> _Problem_
Show each line in the listing below that contains the word "GroupId".

> _Provided records_
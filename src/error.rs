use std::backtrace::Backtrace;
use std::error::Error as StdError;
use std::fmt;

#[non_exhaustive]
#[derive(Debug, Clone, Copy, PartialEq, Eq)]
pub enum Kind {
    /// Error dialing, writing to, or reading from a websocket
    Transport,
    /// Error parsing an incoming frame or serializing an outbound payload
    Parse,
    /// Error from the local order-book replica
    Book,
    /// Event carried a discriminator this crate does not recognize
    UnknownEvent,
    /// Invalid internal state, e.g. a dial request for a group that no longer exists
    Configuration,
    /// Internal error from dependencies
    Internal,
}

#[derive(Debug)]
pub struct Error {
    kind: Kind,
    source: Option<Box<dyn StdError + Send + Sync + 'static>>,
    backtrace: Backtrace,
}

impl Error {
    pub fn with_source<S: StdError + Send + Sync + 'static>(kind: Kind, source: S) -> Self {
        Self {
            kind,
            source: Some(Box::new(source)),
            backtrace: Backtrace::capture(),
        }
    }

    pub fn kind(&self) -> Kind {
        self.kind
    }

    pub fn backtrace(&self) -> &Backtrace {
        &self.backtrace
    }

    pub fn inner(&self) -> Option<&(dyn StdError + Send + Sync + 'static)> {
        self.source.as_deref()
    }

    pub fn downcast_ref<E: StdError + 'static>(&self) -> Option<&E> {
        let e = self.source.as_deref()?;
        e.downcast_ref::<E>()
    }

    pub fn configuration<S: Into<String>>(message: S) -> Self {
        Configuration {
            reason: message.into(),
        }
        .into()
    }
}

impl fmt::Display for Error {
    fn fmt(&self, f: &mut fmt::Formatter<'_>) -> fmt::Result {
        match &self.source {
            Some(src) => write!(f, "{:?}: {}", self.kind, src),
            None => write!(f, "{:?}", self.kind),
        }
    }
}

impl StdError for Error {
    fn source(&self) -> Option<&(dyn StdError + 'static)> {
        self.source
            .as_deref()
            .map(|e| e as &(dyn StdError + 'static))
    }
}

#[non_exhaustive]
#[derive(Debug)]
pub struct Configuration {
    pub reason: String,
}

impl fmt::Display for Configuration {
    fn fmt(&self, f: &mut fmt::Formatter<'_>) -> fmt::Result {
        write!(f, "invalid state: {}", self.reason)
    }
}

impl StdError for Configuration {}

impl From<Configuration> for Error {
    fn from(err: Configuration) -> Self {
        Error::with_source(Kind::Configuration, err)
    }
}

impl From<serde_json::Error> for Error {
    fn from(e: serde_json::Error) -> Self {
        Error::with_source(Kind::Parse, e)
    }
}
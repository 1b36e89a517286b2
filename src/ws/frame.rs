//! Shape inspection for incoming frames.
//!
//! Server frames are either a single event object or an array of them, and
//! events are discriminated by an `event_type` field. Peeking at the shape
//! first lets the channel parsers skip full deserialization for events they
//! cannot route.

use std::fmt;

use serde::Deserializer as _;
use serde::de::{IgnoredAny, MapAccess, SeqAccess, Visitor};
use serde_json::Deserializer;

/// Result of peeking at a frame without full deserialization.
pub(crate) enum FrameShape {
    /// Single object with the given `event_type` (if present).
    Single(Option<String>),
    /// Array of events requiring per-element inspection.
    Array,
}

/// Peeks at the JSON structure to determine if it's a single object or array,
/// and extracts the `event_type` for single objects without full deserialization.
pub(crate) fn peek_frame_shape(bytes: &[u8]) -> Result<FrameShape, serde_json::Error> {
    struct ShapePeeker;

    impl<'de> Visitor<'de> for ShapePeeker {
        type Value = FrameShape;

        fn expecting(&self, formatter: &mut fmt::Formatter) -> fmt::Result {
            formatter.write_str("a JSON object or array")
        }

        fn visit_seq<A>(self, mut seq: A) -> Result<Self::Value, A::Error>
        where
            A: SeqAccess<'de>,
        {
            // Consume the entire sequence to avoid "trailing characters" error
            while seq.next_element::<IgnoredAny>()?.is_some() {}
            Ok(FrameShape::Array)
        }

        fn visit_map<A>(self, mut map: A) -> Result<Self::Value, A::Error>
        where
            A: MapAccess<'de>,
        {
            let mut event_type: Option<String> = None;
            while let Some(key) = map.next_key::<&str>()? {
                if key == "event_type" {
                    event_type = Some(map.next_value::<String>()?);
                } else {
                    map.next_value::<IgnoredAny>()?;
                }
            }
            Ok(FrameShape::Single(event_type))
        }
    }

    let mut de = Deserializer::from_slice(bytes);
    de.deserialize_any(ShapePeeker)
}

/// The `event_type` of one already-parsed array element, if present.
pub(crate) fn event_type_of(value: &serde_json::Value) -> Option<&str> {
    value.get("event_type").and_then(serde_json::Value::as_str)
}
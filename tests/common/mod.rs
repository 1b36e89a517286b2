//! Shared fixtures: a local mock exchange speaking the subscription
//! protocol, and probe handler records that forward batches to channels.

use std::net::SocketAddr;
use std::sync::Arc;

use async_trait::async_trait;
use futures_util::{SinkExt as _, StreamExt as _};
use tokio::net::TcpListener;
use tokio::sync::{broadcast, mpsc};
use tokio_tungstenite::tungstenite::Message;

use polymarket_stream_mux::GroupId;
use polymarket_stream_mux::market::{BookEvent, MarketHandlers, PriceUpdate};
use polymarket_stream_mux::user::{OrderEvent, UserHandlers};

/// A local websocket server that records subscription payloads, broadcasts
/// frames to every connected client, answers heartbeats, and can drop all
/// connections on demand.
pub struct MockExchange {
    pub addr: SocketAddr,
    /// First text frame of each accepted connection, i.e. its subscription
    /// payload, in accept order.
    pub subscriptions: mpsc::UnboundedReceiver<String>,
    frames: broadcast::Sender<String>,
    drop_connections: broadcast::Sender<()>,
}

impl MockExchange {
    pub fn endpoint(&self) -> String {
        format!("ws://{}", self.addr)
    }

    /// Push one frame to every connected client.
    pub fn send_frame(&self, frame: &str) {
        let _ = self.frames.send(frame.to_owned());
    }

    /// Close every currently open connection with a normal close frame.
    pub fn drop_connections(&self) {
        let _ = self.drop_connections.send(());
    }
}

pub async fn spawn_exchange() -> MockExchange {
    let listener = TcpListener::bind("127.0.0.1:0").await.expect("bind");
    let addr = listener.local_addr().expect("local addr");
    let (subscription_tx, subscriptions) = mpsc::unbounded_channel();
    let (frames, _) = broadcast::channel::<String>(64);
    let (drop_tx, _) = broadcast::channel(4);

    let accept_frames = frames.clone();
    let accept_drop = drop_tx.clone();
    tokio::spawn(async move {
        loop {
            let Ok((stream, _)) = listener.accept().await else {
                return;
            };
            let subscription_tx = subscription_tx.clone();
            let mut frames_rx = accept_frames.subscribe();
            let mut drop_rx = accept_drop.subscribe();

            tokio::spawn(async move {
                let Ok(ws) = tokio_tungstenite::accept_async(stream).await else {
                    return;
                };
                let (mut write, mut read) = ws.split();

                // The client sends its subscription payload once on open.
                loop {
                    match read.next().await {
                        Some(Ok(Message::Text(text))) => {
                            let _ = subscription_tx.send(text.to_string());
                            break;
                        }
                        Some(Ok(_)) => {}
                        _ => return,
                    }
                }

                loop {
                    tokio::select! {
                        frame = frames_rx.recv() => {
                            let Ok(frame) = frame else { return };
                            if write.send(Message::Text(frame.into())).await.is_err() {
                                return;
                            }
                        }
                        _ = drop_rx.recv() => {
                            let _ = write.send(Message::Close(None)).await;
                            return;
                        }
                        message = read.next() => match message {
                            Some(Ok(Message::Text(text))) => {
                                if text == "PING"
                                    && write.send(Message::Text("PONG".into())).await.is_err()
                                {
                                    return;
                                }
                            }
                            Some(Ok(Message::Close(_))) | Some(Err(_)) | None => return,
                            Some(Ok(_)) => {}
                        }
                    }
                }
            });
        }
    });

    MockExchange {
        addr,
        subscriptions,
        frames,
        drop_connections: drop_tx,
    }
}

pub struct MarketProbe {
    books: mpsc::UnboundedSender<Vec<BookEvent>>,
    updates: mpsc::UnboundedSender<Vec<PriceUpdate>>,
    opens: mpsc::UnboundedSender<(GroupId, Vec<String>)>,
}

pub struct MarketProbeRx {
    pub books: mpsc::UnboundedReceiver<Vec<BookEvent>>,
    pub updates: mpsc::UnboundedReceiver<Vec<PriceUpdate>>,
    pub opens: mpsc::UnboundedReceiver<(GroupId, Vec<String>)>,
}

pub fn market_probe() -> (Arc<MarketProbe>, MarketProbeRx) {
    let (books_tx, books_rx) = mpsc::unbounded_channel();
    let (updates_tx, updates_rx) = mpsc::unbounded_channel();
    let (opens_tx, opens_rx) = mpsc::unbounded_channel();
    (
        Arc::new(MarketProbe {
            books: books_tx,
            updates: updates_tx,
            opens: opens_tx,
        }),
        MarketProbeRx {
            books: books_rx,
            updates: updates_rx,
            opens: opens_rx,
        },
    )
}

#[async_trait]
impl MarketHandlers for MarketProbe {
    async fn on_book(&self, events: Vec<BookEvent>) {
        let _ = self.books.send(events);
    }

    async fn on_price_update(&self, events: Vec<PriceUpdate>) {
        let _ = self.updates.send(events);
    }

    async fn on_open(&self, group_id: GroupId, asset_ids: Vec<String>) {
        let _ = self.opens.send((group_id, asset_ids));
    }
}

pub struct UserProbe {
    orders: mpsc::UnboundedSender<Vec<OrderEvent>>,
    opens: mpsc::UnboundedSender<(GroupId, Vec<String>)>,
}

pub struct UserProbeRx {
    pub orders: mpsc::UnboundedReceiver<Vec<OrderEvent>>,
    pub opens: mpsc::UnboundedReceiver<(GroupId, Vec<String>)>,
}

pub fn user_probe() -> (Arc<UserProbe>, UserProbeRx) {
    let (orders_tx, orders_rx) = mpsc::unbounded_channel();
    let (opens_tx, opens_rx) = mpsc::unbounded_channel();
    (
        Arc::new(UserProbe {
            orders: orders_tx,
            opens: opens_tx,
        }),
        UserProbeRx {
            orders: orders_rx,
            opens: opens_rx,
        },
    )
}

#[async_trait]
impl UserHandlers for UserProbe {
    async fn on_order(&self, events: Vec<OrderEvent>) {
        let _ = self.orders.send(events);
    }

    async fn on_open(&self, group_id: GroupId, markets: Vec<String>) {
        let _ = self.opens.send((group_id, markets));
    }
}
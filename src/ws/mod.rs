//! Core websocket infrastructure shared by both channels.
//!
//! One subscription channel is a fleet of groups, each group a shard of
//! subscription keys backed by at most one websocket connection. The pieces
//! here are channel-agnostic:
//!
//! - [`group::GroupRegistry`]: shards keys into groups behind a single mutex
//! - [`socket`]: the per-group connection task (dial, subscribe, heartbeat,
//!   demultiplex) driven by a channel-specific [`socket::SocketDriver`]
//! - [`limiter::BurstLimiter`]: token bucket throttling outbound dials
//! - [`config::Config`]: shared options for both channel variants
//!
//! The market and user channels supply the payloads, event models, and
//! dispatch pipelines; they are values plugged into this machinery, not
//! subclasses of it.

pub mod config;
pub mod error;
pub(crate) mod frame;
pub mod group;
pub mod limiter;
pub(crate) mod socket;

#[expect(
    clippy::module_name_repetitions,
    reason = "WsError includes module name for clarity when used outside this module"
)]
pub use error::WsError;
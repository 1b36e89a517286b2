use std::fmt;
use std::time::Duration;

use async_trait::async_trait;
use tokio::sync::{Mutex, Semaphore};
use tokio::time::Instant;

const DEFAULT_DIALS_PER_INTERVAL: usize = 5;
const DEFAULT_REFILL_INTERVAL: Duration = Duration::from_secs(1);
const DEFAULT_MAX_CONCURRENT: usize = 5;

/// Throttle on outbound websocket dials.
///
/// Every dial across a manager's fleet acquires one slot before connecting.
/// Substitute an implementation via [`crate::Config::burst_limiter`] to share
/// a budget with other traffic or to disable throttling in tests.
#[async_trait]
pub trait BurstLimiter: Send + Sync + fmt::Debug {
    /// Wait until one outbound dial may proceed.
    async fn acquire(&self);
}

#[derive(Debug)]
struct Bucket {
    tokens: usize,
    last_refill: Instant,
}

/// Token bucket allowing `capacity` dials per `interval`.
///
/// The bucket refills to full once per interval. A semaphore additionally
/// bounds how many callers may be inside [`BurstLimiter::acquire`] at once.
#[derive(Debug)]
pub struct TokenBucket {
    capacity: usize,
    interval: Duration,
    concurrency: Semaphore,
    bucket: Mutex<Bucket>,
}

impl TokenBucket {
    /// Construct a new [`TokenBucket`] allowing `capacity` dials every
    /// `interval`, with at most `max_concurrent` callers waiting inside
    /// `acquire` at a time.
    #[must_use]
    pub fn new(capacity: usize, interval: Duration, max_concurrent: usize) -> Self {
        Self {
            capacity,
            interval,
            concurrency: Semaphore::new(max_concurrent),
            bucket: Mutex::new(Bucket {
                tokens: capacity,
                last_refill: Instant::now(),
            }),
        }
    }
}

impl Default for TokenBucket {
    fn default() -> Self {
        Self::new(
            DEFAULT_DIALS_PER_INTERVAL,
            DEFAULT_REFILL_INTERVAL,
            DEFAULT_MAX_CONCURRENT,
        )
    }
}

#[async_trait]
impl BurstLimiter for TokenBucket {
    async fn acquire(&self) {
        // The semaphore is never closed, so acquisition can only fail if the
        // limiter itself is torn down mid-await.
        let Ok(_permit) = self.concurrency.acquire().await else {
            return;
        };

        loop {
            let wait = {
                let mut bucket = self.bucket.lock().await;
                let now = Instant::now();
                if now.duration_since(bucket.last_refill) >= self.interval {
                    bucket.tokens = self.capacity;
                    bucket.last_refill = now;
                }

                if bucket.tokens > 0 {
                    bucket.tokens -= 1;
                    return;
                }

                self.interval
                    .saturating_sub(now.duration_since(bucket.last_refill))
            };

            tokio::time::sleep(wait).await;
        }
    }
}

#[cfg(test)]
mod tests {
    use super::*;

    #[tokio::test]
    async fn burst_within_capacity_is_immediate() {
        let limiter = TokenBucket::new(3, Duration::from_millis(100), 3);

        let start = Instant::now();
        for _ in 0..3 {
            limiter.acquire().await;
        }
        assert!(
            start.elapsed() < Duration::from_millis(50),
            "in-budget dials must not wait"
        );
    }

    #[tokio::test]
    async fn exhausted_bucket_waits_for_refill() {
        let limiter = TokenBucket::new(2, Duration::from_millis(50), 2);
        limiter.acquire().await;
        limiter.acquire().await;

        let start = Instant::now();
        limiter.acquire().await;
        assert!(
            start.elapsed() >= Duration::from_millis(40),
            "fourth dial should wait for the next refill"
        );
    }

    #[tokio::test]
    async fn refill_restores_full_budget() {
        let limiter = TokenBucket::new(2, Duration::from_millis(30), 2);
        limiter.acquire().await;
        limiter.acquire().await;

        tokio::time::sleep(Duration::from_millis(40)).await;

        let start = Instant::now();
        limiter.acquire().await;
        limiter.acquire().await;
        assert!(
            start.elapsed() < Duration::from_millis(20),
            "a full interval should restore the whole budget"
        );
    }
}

> _Result of this task_
use polymarket_stream_mux::GroupId;
    opens: mpsc::UnboundedSender<(GroupId, Vec<String>)>,
    pub opens: mpsc::UnboundedReceiver<(GroupId, Vec<String>)>,
    async fn on_open(&self, group_id: GroupId, asset_ids: Vec<String>) {
    opens: mpsc::UnboundedSender<(GroupId, Vec<String>)>,
    pub opens: mpsc::UnboundedReceiver<(GroupId, Vec<String>)>,
    async fn on_open(&self, group_id: GroupId, markets: Vec<String>) {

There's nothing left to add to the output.